Tishrei is the first month of the Jewish year. Every new year is marked by the holiday of Rosh Hashanah. Throughout the entire month of Elul, we blow the Shofar as a reminder to start doing Teshuva (repentance). This month is used as a time of reflection on the past year.


Rosh Hashanah literally translates to “head of the year”. On this day, Hashem “sits on his throne” and looks over a ​​person's good and bad deeds of the year. Hashem marks all of their actions and decides how their new year will look. It’s up to every individual whether their new year will be full of blessings or condemnations. These judgments made by Hashem are completed on Yom Kippur. In between these two holidays, we focus on fixing our mistakes of the past year by completing all the steps of Teshuva. These ten days are called Aseret Yemei Teshuvah.
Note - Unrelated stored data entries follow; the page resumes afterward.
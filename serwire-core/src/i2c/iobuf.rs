//! Open-drain I/O buffer
//!
//! Combines our intended drive with what every other party puts on the
//! bus. The result is what the bit engines observe, which is how clock
//! stretching and contention become visible.

use serwire_hal::line::wired_and;

use super::{I2cDrive, I2cLines};

/// Open-drain buffer for SCL and SDA
#[derive(Debug, Clone, Default)]
pub struct IoBuf {
    drive: I2cDrive,
}

impl IoBuf {
    /// Create a buffer with both lines released
    pub fn new() -> Self {
        Self::default()
    }

    /// Our current drive
    pub fn drive(&self) -> I2cDrive {
        self.drive
    }

    /// Set our drive
    pub fn set(&mut self, drive: I2cDrive) {
        self.drive = drive;
    }

    /// Release both lines
    pub fn release(&mut self) {
        self.drive = I2cDrive::RELEASED;
    }

    /// Resolve the bus from the other parties' levels
    ///
    /// `external` is the wired-AND of everyone else (or the level read
    /// back from a physical pin, which already includes us).
    pub fn resolve(&self, external: I2cLines) -> I2cLines {
        I2cLines {
            scl: wired_and([self.drive.scl.level(), external.scl]),
            sda: wired_and([self.drive.sda.level(), external.sda]),
        }
    }
}

#[cfg(test)]
mod tests {
    use super::*;
    use serwire_hal::{Drive, Level};

    #[test]
    fn test_released_follows_external() {
        let io = IoBuf::new();
        let ext = I2cLines {
            scl: Level::Low,
            sda: Level::High,
        };
        assert_eq!(io.resolve(ext), ext);
    }

    #[test]
    fn test_own_low_wins() {
        let mut io = IoBuf::new();
        io.set(I2cDrive {
            scl: Drive::Low,
            sda: Drive::Release,
        });
        let lines = io.resolve(I2cLines::IDLE);
        assert_eq!(lines.scl, Level::Low);
        assert_eq!(lines.sda, Level::High);
    }

    #[test]
    fn test_unknown_external_masked_by_own_low() {
        let mut io = IoBuf::new();
        io.set(I2cDrive {
            scl: Drive::Release,
            sda: Drive::Low,
        });
        let lines = io.resolve(I2cLines {
            scl: Level::Unknown,
            sda: Level::Unknown,
        });
        assert_eq!(lines.scl, Level::Unknown);
        assert_eq!(lines.sda, Level::Low);
    }
}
Rosh Hashanah is the anniversary of the creation of Adam, the first man, and it indicates a fresh start. When Adam and Chava were put in Gan Eden, they were naked and felt no embarrassment. Once they sinned by eating from the Tree of Knowledge, their eyes opened and they realized they were naked. Once Hashem confronts Adam by asking “where are you?”, Adam responds that he hid “because he was naked”. We were sent to this world to work it and guard it while following the Torah and its commandments. When this task is accomplished, we will receive a place in Gan Eden in the world to come.


Shana Tova!


By: Miriam Cohen (9th)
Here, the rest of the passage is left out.